Çocuk tüm gece kâbus gördü. Gece üç gibi, terden ıslanmış uzun kirpiklerinin süslediği buğulu gözlerini açtı. Herkese yük olduğunu düşünüyordu. Tüm dünya ona sırtını dönmüştü. Küçücük kalbine o kadar duygu yüklenmişti ki sızlıyordu. Ateşi olduğunu hissetti ama umursamadı. Bir süre hareketsiz kalıp tavanı izledikten sonra ayağa kalktı. İki sene önce Amsterdam’a gidecekleri vakit aldığı bavulu dolabının üstünden aldı. Toz olduğu için üstüne üflemeye başladı. Bavula birkaç kıyafet ve defterini koyup elini karnına götürdü. Saatlerdir hiçbir şey yememesine rağmen tok hissediyordu.
Hiçbir not bırakmadan evden çıktı. O hazırlanana kadar güneş yüzünü göstermeye başlamıştı bile. “Günaydın Gökyüzü.” dedi ağlamaktan kısılmış sesiyle. “Gitme kararı aldım… Beni yarı yolda bırakma olur mu?” Böylece başladı yürümeye. İki saatlik yoldan sonra bir çeşmenin yanına çömeldi. “Dünya ne kadar büyükmüş.” diye fısıldadı. Sonra duraksadı. Etrafa baktı. Kimse yoktu. “NEDEN FISILDIYORUM Kİ?” Bağırdı. “KİMSE DUYMUYORSA İSTEDİĞİMİ SÖYLEYEBİLİRİM DEMEKTİR! DÜNYA NE KADAR BÜYÜKMÜŞ HA HA HA! GÖKYÜZÜ HER YERE UZANIYOR. GİTTİĞİM HER YERE GELİYOR! DÜNYA NE KADAR BÜYÜKMÜŞ! HER YER GEZİLMEYİ BEKLİYOR!” Başını yukarı kaldırdı. “HADİ GÖKYÜZÜ. KİMSE DUYMUYOR. SEN DE KONUŞSANA!” Gülümseyerek bekledi. “HADİSENE!” Ellerini kulaklarına götürdü. “BEN DUYMUYORUM! SEN DE KONUŞ! UTANMA! BURADA KİMSE YOK! Cevap alamayınca sinirlendi. “KONUŞMAZSAN KONUŞMA!” Sinirle bir taşa tekme attı. Midesinin bulandığını hissetti ve kendini yerde buldu. Baktığı gökyüzü yavaşça karardı.

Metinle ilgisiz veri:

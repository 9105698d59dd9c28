//! Connecting to an abstract-namespace Unix listener. `std`'s
//! `UnixStream::connect` cannot express a leading-NUL path, so the
//! `socket`/`connect` calls are made directly, mirroring the bind side in
//! `pulsecheck-engine`'s `unix_socket` module.

use std::io;
use std::mem;
use std::os::unix::io::FromRawFd;

pub fn connect_abstract(name: &str) -> io::Result<std::os::unix::net::UnixStream> {
    let name_bytes = name.as_bytes();
    unsafe {
        let fd = libc::socket(libc::AF_UNIX, libc::SOCK_STREAM | libc::SOCK_CLOEXEC, 0);
        if fd < 0 {
            return Err(io::Error::last_os_error());
        }

        let mut addr: libc::sockaddr_un = mem::zeroed();
        addr.sun_family = libc::AF_UNIX as libc::sa_family_t;
        let path_slice = std::slice::from_raw_parts_mut(addr.sun_path.as_mut_ptr() as *mut u8, addr.sun_path.len());
        path_slice[1..1 + name_bytes.len()].copy_from_slice(name_bytes);
        let addr_len = (mem::size_of::<libc::sa_family_t>() + 1 + name_bytes.len()) as libc::socklen_t;

        if libc::connect(fd, &addr as *const _ as *const libc::sockaddr, addr_len) < 0 {
            let err = io::Error::last_os_error();
            libc::close(fd);
            return Err(err);
        }

        Ok(std::os::unix::net::UnixStream::from_raw_fd(fd))
    }
}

Gözlerini açtığında ilk gördüğü şey tahta bir tavandı. Korkuyla yerinden fırladı. “NEREDEYİM BEN?” Ateşte peynir eriten adam anlamsızca ona baktı.

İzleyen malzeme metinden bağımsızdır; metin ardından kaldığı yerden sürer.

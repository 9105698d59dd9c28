// Copyright (c) 2025 R3BL LLC. Licensed under Apache License, Version 2.0.

//! End-to-end scenarios run against a real `Engine` on a
//! background thread, a real stub HTTP/1.0 remote, and the real
//! `pulsecheck-client` connection the (out-of-scope) plugin shim would use.

mod support;

use std::io::Write;
use std::time::{Duration, Instant};

use pulsecheck_client::{CheckOutcome, Connection};
use pulsecheck_wire::{RemoteAddress, RequestFrame};
use support::stub_server::{StubBehavior, StubServer};

const OK_RESPONSE: &[u8] = b"HTTP/1.0 200 OK\r\nContent-Length: 0\r\n\r\n";

/// Scenario 1: two back-to-back checks against the same endpoint on one
/// IPC connection perform exactly one TCP dial, per the pool-reuse law.
#[test]
fn repeated_checks_reuse_the_pooled_connection() {
    let stub = StubServer::spawn(StubBehavior::RepeatResponse { response: OK_RESPONSE });
    let socket_name = support::spawn_engine();
    let mut conn = Connection::connect_to(&socket_name).expect("connect to worker");

    let first = conn.check("127.0.0.1", stub.addr.port()).expect("first check");
    let second = conn.check("127.0.0.1", stub.addr.port()).expect("second check");

    assert_eq!(first, CheckOutcome::Ok);
    assert_eq!(second, CheckOutcome::Ok);
    assert_eq!(stub.accepts(), 1, "second check must reuse the pooled connection, not redial");
}

/// Scenario 2: a 5xx status line is a protocol-level fail.
#[test]
fn server_error_status_is_a_fail() {
    let stub = StubServer::spawn(StubBehavior::RepeatResponse {
        response: b"HTTP/1.0 500 Internal Server Error\r\n\r\n",
    });
    let socket_name = support::spawn_engine();
    let mut conn = Connection::connect_to(&socket_name).expect("connect to worker");

    let outcome = conn.check("127.0.0.1", stub.addr.port()).expect("check");
    assert_eq!(outcome, CheckOutcome::Fail);
}

/// Scenario 3: a malformed status digit outside '1'..'4' is also a fail.
#[test]
fn malformed_status_digit_is_a_fail() {
    let stub = StubServer::spawn(StubBehavior::RepeatResponse { response: b"HTTP/1.0 6xx ...\r\n\r\n" });
    let socket_name = support::spawn_engine();
    let mut conn = Connection::connect_to(&socket_name).expect("connect to worker");

    let outcome = conn.check("127.0.0.1", stub.addr.port()).expect("check");
    assert_eq!(outcome, CheckOutcome::Fail);
}

/// Scenario 4: the remote closes the idle pooled connection between two
/// checks on the same IPC connection. The client library absorbs any
/// internal `retry` transparently; what's externally observable (and what
/// this test asserts) is the pool-reuse law's outcome: one `ok` surfaces to
/// the caller and exactly two TCP connects happen in total, whether the
/// worker notices the stale close before or after the second request
/// arrives.
#[test]
fn stale_pooled_connection_recovers_via_retry() {
    let stub = StubServer::spawn(StubBehavior::RespondThenClose { response: OK_RESPONSE });
    let socket_name = support::spawn_engine();
    let mut conn = Connection::connect_to(&socket_name).expect("connect to worker");

    let first = conn.check("127.0.0.1", stub.addr.port()).expect("first check");
    assert_eq!(first, CheckOutcome::Ok);

    // No artificial delay: issue the second check immediately so the
    // worker is free to take either path (detect the
    // stale close during a dedicated sweep, or discover it when the
    // reactor re-arms the pooled socket for reuse).
    let second = conn.check("127.0.0.1", stub.addr.port()).expect("second check");
    assert_eq!(second, CheckOutcome::Ok);
    assert_eq!(stub.accepts(), 2, "a stale pooled connection costs exactly one extra dial");
}

/// Scenario 5: a remote that accepts but never replies fails once the
/// fresh-dial deadline (4s) elapses.
#[test]
fn unresponsive_remote_fails_after_the_dial_deadline() {
    let stub = StubServer::spawn(StubBehavior::AcceptAndStall);
    let socket_name = support::spawn_engine();
    let mut conn = Connection::connect_to(&socket_name).expect("connect to worker");

    let started = Instant::now();
    let outcome = conn.check("127.0.0.1", stub.addr.port()).expect("check");
    let elapsed = started.elapsed();

    assert_eq!(outcome, CheckOutcome::Fail);
    assert!(elapsed >= Duration::from_secs(3), "fired too early: {elapsed:?}");
    assert!(elapsed < Duration::from_secs(8), "sweeper did not fire within a reasonable bound: {elapsed:?}");
}

/// Scenario 6: a client that disconnects before reading the verdict does
/// not stop the check from completing and pooling the connection — the
/// next real client to check the same endpoint reuses it with no extra
/// dial.
#[test]
fn disconnecting_client_does_not_prevent_pool_insertion() {
    let stub = StubServer::spawn(StubBehavior::RepeatResponse { response: OK_RESPONSE });
    let socket_name = support::spawn_engine();

    let addr = RemoteAddress::from_socket_addr(stub.addr);
    let frame = RequestFrame::new(addr);
    {
        let mut cancelling = support::raw_connect_abstract(&socket_name);
        cancelling.write_all(&frame.to_bytes()).expect("write request frame");
        // Dropped here without ever reading a verdict back.
    }

    // Give the worker time to finish the check and pool the connection
    // before a real client arrives.
    std::thread::sleep(Duration::from_millis(200));

    let mut conn = Connection::connect_to(&socket_name).expect("connect to worker");
    let outcome = conn.check("127.0.0.1", stub.addr.port()).expect("check after cancellation");

    assert_eq!(outcome, CheckOutcome::Ok);
    assert_eq!(stub.accepts(), 1, "the cancelled check's connection must still have been pooled");
}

Adam çocuğun kalması için ısrar etmedi fakat en azından güneş doğana kadar beklemesini rica etti. Çocuk da bu teklifi kabul etti. Sabah olunca çocuk bavulunu aldı ve adama veda etti. Boş bir bakışla kulübeyi terk etti. Eve dönmek üzere yola çıktı. Yukarı hiç bakmadı. Gözlerini yerden ayırmıyordu. Ayakkabısında bir yaş görmesiyle duraksadı. Ağlıyor muydu? Yoo gözleri kuruydu. Bir damla daha gördü. Başını yukarı çevirdi. Yağmur damlaları yanaklarından süzülüyordu. Gülümsedi.